理工学部 理工学科 機械知能航空コース
花原和之
システム工学
岩手大学理工学部?花原和之教授らの研究グループは、多くの部品によって構成される機械システムや構造システムの分解順序について研究を行っており、今回、提案していた分解順序推論手法が非常に効率的であることを確認しました。本提案手法は様々な問題に適用可能な極めて一般的な手法であることから、機械や構造物の修理や廃棄といった、分解による部品の取り出しが必要な作業の効率の向上に寄与することが見込まれます。
多数の部品からなる機械や構造物を分解することは、メンテナンスや廃棄の際に必要となる重要なプロセスですが、その分解手順が明確ではない場合も少なくありません。このような場合には、入手可能な情報から分解手順を生成することが必要となります。
このような分解を考える際に必要となる部品相互間の移動の阻害関係を、一般性を持った観点から扱うものとして位置関係マトリクスというのもがあります。花原教授のグループは、これに着目した分解順序推論手法を提案していました。この手法は、非常に多大な計算量が必要となる種類の問題に対して、現実的な時間で実際的な分解順序を与えるものと考えられていましたが、その性能の評価が課題となっていました。今回、乱数を用いて多数の二次元ベンチマーク問題の生成を行うことにより、その性能評価を行いました。
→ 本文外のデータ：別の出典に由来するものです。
//! Session records stored as one hash per session.

use std::{collections::HashMap, sync::Arc};

use bytes::{Buf, Bytes};
use session_kv_core::{KeyValueClient, StoreError, Transaction, TransactionOutcome};

use crate::{error::SessionError, lock::LOCK_TABLE_SUFFIX};

/// Hash field holding the session payload.
pub const DATA_FIELD: &str = "data";
/// Hash field holding the one-byte initialize flag.
pub const INITIALIZE_FIELD: &str = "initialize";
/// Hash field holding the sliding timeout as a 4-byte LE integer.
pub const TIMEOUT_FIELD: &str = "timeoutMinutes";

/// A stored session.
#[derive(Debug, Clone, PartialEq, Eq)]
pub struct SessionRecord {
    pub data: Bytes,
    /// `true` for a record created empty that the host has not initialized yet.
    pub initialize: bool,
    pub timeout_minutes: u32,
}

impl SessionRecord {
    /// Hash fields for this record.
    #[must_use]
    pub fn to_fields(&self) -> HashMap<String, Bytes> {
        let timeout = i32::try_from(self.timeout_minutes).unwrap_or(i32::MAX);
        HashMap::from([
            (DATA_FIELD.to_string(), self.data.clone()),
            (
                INITIALIZE_FIELD.to_string(),
                Bytes::copy_from_slice(&[u8::from(self.initialize)]),
            ),
            (
                TIMEOUT_FIELD.to_string(),
                Bytes::copy_from_slice(&timeout.to_le_bytes()),
            ),
        ])
    }

    /// Rebuild a record from its hash. An empty hash is a missing record.
    ///
    /// Missing or unusable fields take defaults: empty data, not fresh,
    /// and `default_timeout` minutes.
    #[must_use]
    pub fn from_fields(fields: &HashMap<String, Bytes>, default_timeout: u32) -> Option<Self> {
        if fields.is_empty() {
            return None;
        }
        let data = fields.get(DATA_FIELD).cloned().unwrap_or_default();
        let initialize = fields
            .get(INITIALIZE_FIELD)
            .and_then(|b| b.first())
            .is_some_and(|b| *b == 1);
        let timeout_minutes = fields
            .get(TIMEOUT_FIELD)
            .and_then(|raw| parse_timeout(raw))
            .unwrap_or(default_timeout);
        Some(Self {
            data,
            initialize,
            timeout_minutes,
        })
    }
}

fn parse_timeout(raw: &[u8]) -> Option<u32> {
    let mut buf = raw;
    if buf.remaining() < 4 {
        return None;
    }
    u32::try_from(buf.get_i32_le()).ok().filter(|m| *m > 0)
}

/// Reads and writes session records for one store name.
#[derive(Clone)]
pub struct SessionRecordStore {
    client: Arc<dyn KeyValueClient>,
    name: Arc<str>,
    default_timeout: u32,
}

impl SessionRecordStore {
    #[must_use]
    pub fn new(
        client: Arc<dyn KeyValueClient>,
        name: impl Into<Arc<str>>,
        default_timeout: u32,
    ) -> Self {
        Self {
            client,
            name: name.into(),
            default_timeout,
        }
    }

    #[must_use]
    pub fn name(&self) -> &str {
        &self.name
    }

    #[must_use]
    pub const fn default_timeout(&self) -> u32 {
        self.default_timeout
    }

    pub(crate) fn client(&self) -> &dyn KeyValueClient {
        self.client.as_ref()
    }

    /// Store key for a session id: `{name}:{session_id}`.
    ///
    /// Ids are used verbatim, so `abc` and `{name}:abc` are different
    /// sessions, matching their separate lock table fields.
    ///
    /// # Errors
    /// Returns error for the id whose key would be the lock table.
    pub fn key(&self, session_id: &str) -> Result<String, SessionError> {
        if session_id == LOCK_TABLE_SUFFIX {
            return Err(SessionError::InvalidSessionId(session_id.to_string()));
        }
        Ok(format!("{}:{session_id}", self.name))
    }

    /// Parse a hash read from the store.
    #[must_use]
    pub fn parse(&self, fields: &HashMap<String, Bytes>) -> Option<SessionRecord> {
        SessionRecord::from_fields(fields, self.default_timeout)
    }

    /// TTL in seconds for a timeout in minutes; zero means the default.
    #[must_use]
    pub fn expiry_seconds(&self, timeout_minutes: u32) -> u64 {
        let minutes = if timeout_minutes == 0 {
            self.default_timeout
        } else {
            timeout_minutes
        };
        u64::from(minutes) * 60
    }

    /// Read a record, renewing its TTL on a hit.
    ///
    /// # Errors
    /// Returns error if a store call fails.
    pub async fn read(&self, session_id: &str) -> Result<Option<SessionRecord>, SessionError> {
        let key = self.key(session_id)?;
        let fields = self.client.hash_get_all(&key).await?;
        let Some(record) = self.parse(&fields) else {
            tracing::trace!(%key, "session miss");
            return Ok(None);
        };
        self.client
            .expire(&key, self.expiry_seconds(record.timeout_minutes))
            .await?;
        Ok(Some(record))
    }

    /// Write a record and set its TTL in one transaction.
    ///
    /// # Errors
    /// Returns error if the store call fails.
    pub async fn write(&self, session_id: &str, record: &SessionRecord) -> Result<(), SessionError> {
        let tx = self.write_into(Transaction::new(), session_id, record)?;
        match self.client.execute(tx).await? {
            TransactionOutcome::Committed(_) => Ok(()),
            TransactionOutcome::Aborted => Err(StoreError::Internal(
                "unconditional session write was aborted".into(),
            )
            .into()),
        }
    }

    /// Append the commands that write `record` to `tx`.
    ///
    /// # Errors
    /// Returns error if `session_id` is not usable as a key.
    pub fn write_into(
        &self,
        tx: Transaction,
        session_id: &str,
        record: &SessionRecord,
    ) -> Result<Transaction, SessionError> {
        let key = self.key(session_id)?;
        let seconds = self.expiry_seconds(record.timeout_minutes);
        Ok(tx
            .hash_set(key.clone(), record.to_fields(), false)
            .expire(key, seconds))
    }

    /// Remove a record. Returns whether it existed.
    ///
    /// # Errors
    /// Returns error if the store call fails.
    pub async fn delete(&self, session_id: &str) -> Result<bool, SessionError> {
        let key = self.key(session_id)?;
        Ok(self.client.delete(&[key.as_str()]).await? > 0)
    }

    /// Reset a record's TTL to `timeout_minutes`. Returns whether it exists.
    ///
    /// # Errors
    /// Returns error if the store call fails.
    pub async fn renew(&self, session_id: &str, timeout_minutes: u32) -> Result<bool, SessionError> {
        let key = self.key(session_id)?;
        Ok(self
            .client
            .expire(&key, self.expiry_seconds(timeout_minutes))
            .await?)
    }

    /// Reset a record's TTL using the timeout stored with it.
    ///
    /// # Errors
    /// Returns error if a store call fails.
    pub async fn renew_stored(&self, session_id: &str) -> Result<bool, SessionError> {
        let key = self.key(session_id)?;
        let Some(raw) = self.client.hash_get(&key, TIMEOUT_FIELD).await? else {
            return Ok(false);
        };
        let minutes = parse_timeout(&raw).unwrap_or(self.default_timeout);
        self.renew(session_id, minutes).await
    }
}

#[cfg(test)]
mod tests {
    use std::time::Duration;

    use super::*;
    use crate::storage::MemoryBackend;

    fn store() -> SessionRecordStore {
        SessionRecordStore::new(Arc::new(MemoryBackend::new().connect()), "Shop", 20)
    }

    fn record(data: &'static [u8], timeout_minutes: u32) -> SessionRecord {
        SessionRecord {
            data: Bytes::from_static(data),
            initialize: false,
            timeout_minutes,
        }
    }

    #[test]
    fn test_fields_layout() {
        let fields = SessionRecord {
            data: Bytes::from_static(b"cart"),
            initialize: true,
            timeout_minutes: 5,
        }
        .to_fields();
        assert_eq!(fields[DATA_FIELD], Bytes::from_static(b"cart"));
        assert_eq!(fields[INITIALIZE_FIELD], Bytes::from_static(&[1]));
        assert_eq!(fields[TIMEOUT_FIELD], Bytes::from_static(&[5, 0, 0, 0]));
    }

    #[test]
    fn test_from_fields_defaults() {
        assert_eq!(SessionRecord::from_fields(&HashMap::new(), 20), None);

        let partial = HashMap::from([(DATA_FIELD.to_string(), Bytes::from_static(b"x"))]);
        let rec = SessionRecord::from_fields(&partial, 20).unwrap();
        assert_eq!(rec.data, Bytes::from_static(b"x"));
        assert!(!rec.initialize);
        assert_eq!(rec.timeout_minutes, 20);

        let negative = HashMap::from([(
            TIMEOUT_FIELD.to_string(),
            Bytes::copy_from_slice(&(-3_i32).to_le_bytes()),
        )]);
        assert_eq!(SessionRecord::from_fields(&negative, 7).unwrap().timeout_minutes, 7);
    }

    #[test]
    fn test_key_is_plain_concatenation() {
        let s = store();
        assert_eq!(s.key("abc").unwrap(), "Shop:abc");
        assert_eq!(s.key("Shop:abc").unwrap(), "Shop:Shop:abc");
    }

    #[tokio::test]
    async fn test_lock_table_id_rejected() {
        let s = store();
        assert!(matches!(
            s.key(LOCK_TABLE_SUFFIX),
            Err(SessionError::InvalidSessionId(id)) if id == "LockedSessions"
        ));
        assert!(matches!(
            s.write(LOCK_TABLE_SUFFIX, &record(b"p", 5)).await,
            Err(SessionError::InvalidSessionId(_))
        ));
        assert!(matches!(
            s.read(LOCK_TABLE_SUFFIX).await,
            Err(SessionError::InvalidSessionId(_))
        ));
    }

    #[tokio::test]
    async fn test_prefixed_id_is_separate_record() {
        let s = store();
        s.write("abc", &record(b"plain", 5)).await.unwrap();
        s.write("Shop:abc", &record(b"prefixed", 5)).await.unwrap();
        assert_eq!(s.read("abc").await.unwrap().unwrap().data, Bytes::from_static(b"plain"));
        assert_eq!(
            s.read("Shop:abc").await.unwrap().unwrap().data,
            Bytes::from_static(b"prefixed")
        );
    }

    #[tokio::test]
    async fn test_write_then_read() {
        let s = store();
        s.write("abc", &record(b"payload", 5)).await.unwrap();
        assert_eq!(s.read("abc").await.unwrap(), Some(record(b"payload", 5)));
        assert_eq!(s.read("missing").await.unwrap(), None);
    }

    #[tokio::test]
    async fn test_read_slides_expiration() {
        let s = store();
        s.write("abc", &record(b"payload", 5)).await.unwrap();
        s.client().expire("Shop:abc", 10).await.unwrap();

        s.read("abc").await.unwrap().unwrap();

        let ttl = s.client().ttl("Shop:abc").await.unwrap().unwrap();
        assert!(ttl > Duration::from_secs(299), "ttl was {ttl:?}");
        assert!(ttl <= Duration::from_secs(300));
    }

    #[tokio::test]
    async fn test_renew_stored_uses_record_timeout() {
        let s = store();
        s.write("abc", &record(b"p", 2)).await.unwrap();
        s.client().expire("Shop:abc", 10).await.unwrap();

        assert!(s.renew_stored("abc").await.unwrap());
        let ttl = s.client().ttl("Shop:abc").await.unwrap().unwrap();
        assert!(ttl > Duration::from_secs(119));
        assert!(!s.renew_stored("missing").await.unwrap());
    }

    #[tokio::test]
    async fn test_delete() {
        let s = store();
        s.write("abc", &record(b"p", 5)).await.unwrap();
        assert!(s.delete("abc").await.unwrap());
        assert!(!s.delete("abc").await.unwrap());
        assert_eq!(s.read("abc").await.unwrap(), None);
    }
}
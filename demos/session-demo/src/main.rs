//! Several request handlers contending for one session.
//!
//! Run with: cargo run -p session-demo [config.toml]
//!
//! Set `RUST_LOG=session_kv_state=debug` to watch the lock protocol.

use std::{sync::Arc, time::Duration};

use anyhow::Context;
use bytes::Bytes;
use futures::future::join_all;
use session_kv_core::StoreConfig;
use session_kv_state::{
    ConnectionPool, ExclusiveRead, SessionStateStore,
    storage::{MemoryBackend, MemoryConnector},
};
use tracing_subscriber::{layer::SubscriberExt, util::SubscriberInitExt};

const SESSION_ID: &str = "sess-1";
const HANDLERS: usize = 4;

#[tokio::main]
async fn main() -> anyhow::Result<()> {
    tracing_subscriber::registry()
        .with(tracing_subscriber::fmt::layer())
        .with(
            tracing_subscriber::EnvFilter::try_from_default_env()
                .unwrap_or_else(|_| "info".into()),
        )
        .init();

    let connector = Arc::new(MemoryConnector::new(MemoryBackend::new()));
    let pool = match std::env::args().nth(1) {
        Some(path) => ConnectionPool::from_config_file(&path, connector)
            .with_context(|| format!("loading {path}"))?,
        None => ConnectionPool::start(StoreConfig::default(), connector),
    };
    tracing::info!(
        name = %pool.config().name,
        endpoint = %pool.config().endpoint(),
        "starting"
    );

    pool.wait_connected(Duration::from_secs(5))
        .await
        .context("store did not come up")?;
    let store = SessionStateStore::from_pool(&pool);

    store
        .create_uninitialized(SESSION_ID, pool.config().default_timeout_minutes)
        .await?;

    let handlers = (0..HANDLERS).map(|n| {
        let store = store.clone();
        tokio::spawn(async move { handle_request(&store, n).await })
    });
    for result in join_all(handlers).await {
        result.context("handler panicked")??;
    }

    if let Some(data) = store.read(SESSION_ID).await? {
        tracing::info!(
            payload = %String::from_utf8_lossy(&data.payload),
            action = ?data.action,
            "final session"
        );
    }

    let counter = pool.bucket("counters")?;
    counter.set("visits", 1_i64, Some(60)).await?;
    tracing::info!(visits = ?counter.get_as::<i64>("visits").await?, "bucket value");

    pool.shutdown().await;
    Ok(())
}

/// Lock the session, append to it and release. Retries while locked.
async fn handle_request(store: &SessionStateStore, n: usize) -> anyhow::Result<()> {
    loop {
        match store.read_exclusive(SESSION_ID).await? {
            ExclusiveRead::Acquired { lock_id, data } => {
                let mut payload = data.map(|d| d.payload.to_vec()).unwrap_or_default();
                payload.extend_from_slice(format!("handler-{n};").as_bytes());
                tokio::time::sleep(Duration::from_millis(20)).await;

                let outcome = store
                    .write_and_release(SESSION_ID, Some(lock_id), Bytes::from(payload), 20)
                    .await?;
                tracing::info!(handler = n, %lock_id, ?outcome, "wrote session");
                return Ok(());
            }
            ExclusiveRead::Locked { lock_id, age } => {
                tracing::info!(handler = n, holder = %lock_id, ?age, "session locked, waiting");
                tokio::time::sleep(Duration::from_millis(10)).await;
            }
        }
    }
}
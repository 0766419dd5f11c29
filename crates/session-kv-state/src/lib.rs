//! Exclusive-access session state over a shared key-value store.
//!
//! Provides:
//! - `SessionStateStore` - Host-facing session operations
//! - `LockCoordinator` - Lease-based exclusive access protocol
//! - `SessionRecordStore` - Session records with sliding expiration
//! - `ConnectionPool` - Supervised shared connection
//! - Storage implementations (memory)

pub mod error;
pub mod lock;
pub mod manager;
pub mod pool;
pub mod record;
pub mod storage;

pub use error::SessionError;
pub use lock::{Acquisition, LockCoordinator, LockId, LockRecord, WriteOutcome};
pub use manager::{ExclusiveRead, SessionAction, SessionData, SessionStateStore};
pub use pool::{ConnectionPool, Connector, PooledClient};
pub use record::{SessionRecord, SessionRecordStore};
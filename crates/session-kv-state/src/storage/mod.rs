//! Backend implementations.

#[cfg(feature = "memory")]
pub mod memory;

#[cfg(feature = "memory")]
pub use memory::{MemoryBackend, MemoryClient, MemoryConnector};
提案手法の記述を整理し、その一般性を明確なものとしました。生成した多数のベンチマーク問題に適用し、小規模な問題については (計算可能であることから) 厳密解と比較することにより、現実的な計算量で実際的な分解順序が生成されることを確認しました。
提案手法により生成された分解順序は比較的実際的なものではありますが、最適性の観点からはやや不十分なものが散見されました。理論的には、本研究で想定している程度の現実的な計算量では、常に最適な分解順序を得ることは不可能です。しかしながら、生成される分解順序の最適性を向上させることは可能であると考えています。また、本研究はまだ理論的な段階にあり、実際の問題への適用についても検討中です。産業界からの依頼に期待しています。
〇題目:Evaluation of Disassembling Process Inference Based on Positional Relations Matrix
〇著者:Kazuyuki Hanahara and Kaori Yamada
〇誌名:Applied Science, Vol.15, No.9
〇公表日:2025年4月
?位置関係マトリクス
機械や構造物を構成する部品相互の移動阻害関係を、マトリクス (行列) の形式にまとめたもの。本研究ではその要素を二進数表記することにより、一般的な問題に適用しやすくしている。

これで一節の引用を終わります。